//! # Error reporting for loading MPS files
//!
//! A collection of enums and structures describing any problems encountered while reading and
//! parsing a program.
use std::error::Error;
use std::fmt;
use std::fmt::Display;
use std::io;

/// An `Import` error is created when a program could not be loaded.
///
/// It is the highest error in the error hierarchy.
#[derive(Debug)]
pub enum Import {
    /// The file extension of the provided file path is not known or supported.
    ///
    /// The contained `String` is a message for the end user.
    FileExtension(String),
    /// The file to read isn't found, or the reading of the file couldn't start or was interrupted.
    IO(io::Error),
    /// Contents of the file could not be parsed into a program.
    ///
    /// # Note
    ///
    /// This variant should only be created for structurally incorrect files; a file that is
    /// structured like an MPS program but contradicts itself is an `Inconsistency` instead.
    Parse(Parse),
    /// There is a logical inconsistency in the program described by the file.
    ///
    /// For example, a coefficient might be given for a row which is not known.
    Inconsistency(Inconsistency),
}

impl Display for Import {
    fn fmt(&self, f: &mut fmt::Formatter) -> fmt::Result {
        match self {
            Import::FileExtension(description) => description.fmt(f),
            Import::IO(error) => error.fmt(f),
            Import::Parse(error) => error.fmt(f),
            Import::Inconsistency(error) => error.fmt(f),
        }
    }
}

impl Error for Import {
    fn source(&self) -> Option<&(dyn Error + 'static)> {
        match self {
            Import::FileExtension(_) => None,
            Import::IO(error) => Some(error),
            Import::Parse(error) => Some(error),
            Import::Inconsistency(error) => Some(error),
        }
    }
}

impl From<Parse> for Import {
    fn from(error: Parse) -> Self {
        Import::Parse(error)
    }
}

impl From<Inconsistency> for Import {
    fn from(error: Inconsistency) -> Self {
        Import::Inconsistency(error)
    }
}

/// Shorthand for results of fallible parsing steps.
pub type ParseResult<T> = Result<T, Parse>;

/// A `Parse` error represents a structural problem encountered in the file.
///
/// It may recursively hold more `Parse` errors to provide more detail. At the end of this chain,
/// there may be a file location containing a line number and line at which the error was caused.
#[derive(Debug)]
pub struct Parse {
    description: String,
    source: Option<ParseSource>,
}

/// Describes what caused a `Parse` error.
///
/// Either a file line number with the line contents, or another `Parse` error with its own
/// description and, optionally, a cause.
#[derive(Debug)]
enum ParseSource {
    FileLocation(u64, String),
    Nested(Box<Parse>),
}

impl Parse {
    /// Create a new `Parse` error with only a description.
    ///
    /// # Arguments
    ///
    /// * `description`: What's wrong at the moment of creation.
    pub fn new(description: impl Into<String>) -> Parse {
        Parse { description: description.into(), source: None, }
    }

    /// Create a new `Parse` error caused at a known location in the file.
    ///
    /// # Arguments
    ///
    /// * `description`: What's wrong at the moment of creation.
    /// * `file_location`: Line number and line contents that caused the error.
    pub fn with_location(description: impl Into<String>, file_location: FileLocation) -> Parse {
        let (line_number, line) = file_location;
        Parse {
            description: description.into(),
            source: Some(ParseSource::FileLocation(line_number, line.to_string())),
        }
    }

    /// Wrap this error in a new one with a broader description.
    ///
    /// # Arguments
    ///
    /// * `description`: What's wrong at the moment of wrapping.
    pub fn wrap(self, description: impl Into<String>) -> Parse {
        Parse {
            description: description.into(),
            source: Some(ParseSource::Nested(Box::new(self))),
        }
    }
}

impl Display for Parse {
    fn fmt(&self, f: &mut fmt::Formatter) -> fmt::Result {
        write!(f, "{}", self.description)?;
        match &self.source {
            None => Ok(()),
            Some(ParseSource::FileLocation(line_number, line)) => {
                write!(f, "\n\tcaused at line {}:\t{}", line_number, line)
            },
            Some(ParseSource::Nested(error)) => write!(f, "\n{}", error),
        }
    }
}

impl Error for Parse {
    fn source(&self) -> Option<&(dyn Error + 'static)> {
        match &self.source {
            Some(ParseSource::Nested(error)) => Some(error),
            _ => None,
        }
    }
}

/// A `FileLocation` references a line in the file by the line number of the file as originally
/// read from the disk. It contains a reference to the line itself.
pub type FileLocation<'a> = (u64, &'a str);

/// An `Inconsistency` is created when the program contradicts itself.
///
/// This error is not returned for structurally malformed files; it is meant for name clashes and
/// references to names that were never declared. Conflicting line numbers are part of the
/// description.
#[derive(Debug)]
pub struct Inconsistency {
    description: String,
}

impl Inconsistency {
    /// Wrap a text in an `Inconsistency`.
    ///
    /// # Arguments
    ///
    /// * `description`: A human-readable text meant for the end user.
    pub fn new(description: impl Into<String>) -> Inconsistency {
        Inconsistency { description: description.into(), }
    }
}

impl Display for Inconsistency {
    fn fmt(&self, f: &mut fmt::Formatter) -> fmt::Result {
        write!(f, "{}", self.description)
    }
}

impl Error for Inconsistency {}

##############################

Each entry should be reproduced in the output exactly.

//! # Error reporting for loading MPS files
//!
//! A collection of enums and structures describing any problems encountered while reading and
//! parsing a program.
use std::error::Error;
use std::fmt;
use std::fmt::Display;
use std::io;

/// An `Import` error is created when a program could not be loaded.
///
/// It is the highest error in the error hierarchy.
#[derive(Debug)]
pub enum Import {
    /// The file extension of the provided file path is not known or supported.
    ///
    /// The contained `String` is a message for the end user.
    FileExtension(String),
    /// The file to read isn't found, or the reading of the file couldn't start or was interrupted.
    IO(io::Error),
    /// Contents of the file could not be parsed into a program.
    ///
    /// # Note
    ///
    /// This variant should only be created for structurally incorrect files; a file that is
    /// structured like an MPS program but contradicts itself is an `Inconsistency` instead.
    Parse(Parse),
    /// There is a logical inconsistency in the program described by the file.
    ///
    /// For example, a coefficient might be given for a row which is not known.
    Inconsistency(Inconsistency),
}

impl Display for Import {
    fn fmt(&self, f: &mut fmt::Formatter) -> fmt::Result {
        match self {
            Import::FileExtension(description) => description.fmt(f),
            Import::IO(error) => error.fmt(f),
            Import::Parse(error) => error.fmt(f),
            Import::Inconsistency(error) => error.fmt(f),
        }
    }
}

impl Error for Import {
    fn source(&self) -> Option<&(dyn Error + 'static)> {
        match self {
            Import::FileExtension(_) => None,
            Import::IO(error) => Some(error),
            Import::Parse(error) => Some(error),
            Import::Inconsistency(error) => Some(error),
        }
    }
}

impl From<Parse> for Import {
    fn from(error: Parse) -> Self {
        Import::Parse(error)
    }
}

impl From<Inconsistency> for Import {
    fn from(error: Inconsistency) -> Self {
        Import::Inconsistency(error)
    }
}

/// Shorthand for results of fallible parsing steps.
pub type ParseResult<T> = Result<T, Parse>;

/// A `Parse` error represents a structural problem encountered in the file.
///
/// It may recursively hold more `Parse` errors to provide more detail. At the end of this chain,
/// there may be a file location containing a line number and line at which the error was caused.
#[derive(Debug)]
pub struct Parse {
    description: String,
    source: Option<ParseSource>,
}

/// Describes what caused a `Parse` error.
///
/// Either a file line number with the line contents, or another `Parse` error with its own
/// description and, optionally, a cause.
#[derive(Debug)]
enum ParseSource {
    FileLocation(u64, String),
    Nested(Box<Parse>),
}

impl Parse {
    /// Create a new `Parse` error with only a description.
    ///
    /// # Arguments
    ///
    /// * `description`: What's wrong at the moment of creation.
    pub fn new(description: impl Into<String>) -> Parse {
        Parse { description: description.into(), source: None, }
    }

    /// Create a new `Parse` error caused at a known location in the file.
    ///
    /// # Arguments
    ///
    /// * `description`: What's wrong at the moment of creation.
    /// * `file_location`: Line number and line contents that caused the error.
    pub fn with_location(description: impl Into<String>, file_location: FileLocation) -> Parse {
        let (line_number, line) = file_location;
        Parse {
            description: description.into(),
            source: Some(ParseSource::FileLocation(line_number, line.to_string())),
        }
    }

    /// Wrap this error in a new one with a broader description.
    ///
    /// # Arguments
    ///
    /// * `description`: What's wrong at the moment of wrapping.
    pub fn wrap(self, description: impl Into<String>) -> Parse {
        Parse {
            description: description.into(),
            source: Some(ParseSource::Nested(Box::new(self))),
        }
    }
}

impl Display for Parse {
    fn fmt(&self, f: &mut fmt::Formatter) -> fmt::Result {
        write!(f, "{}", self.description)?;
        match &self.source {
            None => Ok(()),
            Some(ParseSource::FileLocation(line_number, line)) => {
                write!(f, "\n\tcaused at line {}:\t{}", line_number, line)
            },
            Some(ParseSource::Nested(error)) => write!(f, "\n{}", error),
        }
    }
}

impl Error for Parse {
    fn source(&self) -> Option<&(dyn Error + 'static)> {
        match &self.source {
            Some(ParseSource::Nested(error)) => Some(error),
            _ => None,
        }
    }
}

/// A `FileLocation` references a line in the file by the line number of the file as originally
/// read from the disk. It contains a reference to the line itself.
pub type FileLocation<'a> = (u64, &'a str);

/// An `Inconsistency` is created when the program contradicts itself.
///
/// This error is not returned for structurally malformed files; it is meant for name clashes and
/// references to names that were never declared. Conflicting line numbers are part of the
/// description.
#[derive(Debug)]
pub struct Inconsistency {
    description: String,
}

impl Inconsistency {
    /// Wrap a text in an `Inconsistency`.
    ///
    /// # Arguments
    ///
    /// * `description`: A human-readable text meant for the end user.
    pub fn new(description: impl Into<String>) -> Inconsistency {
        Inconsistency { description: description.into(), }
    }
}

impl Display for Inconsistency {
    fn fmt(&self, f: &mut fmt::Formatter) -> fmt::Result {
        write!(f, "{}", self.description)
    }
}

impl Error for Inconsistency {}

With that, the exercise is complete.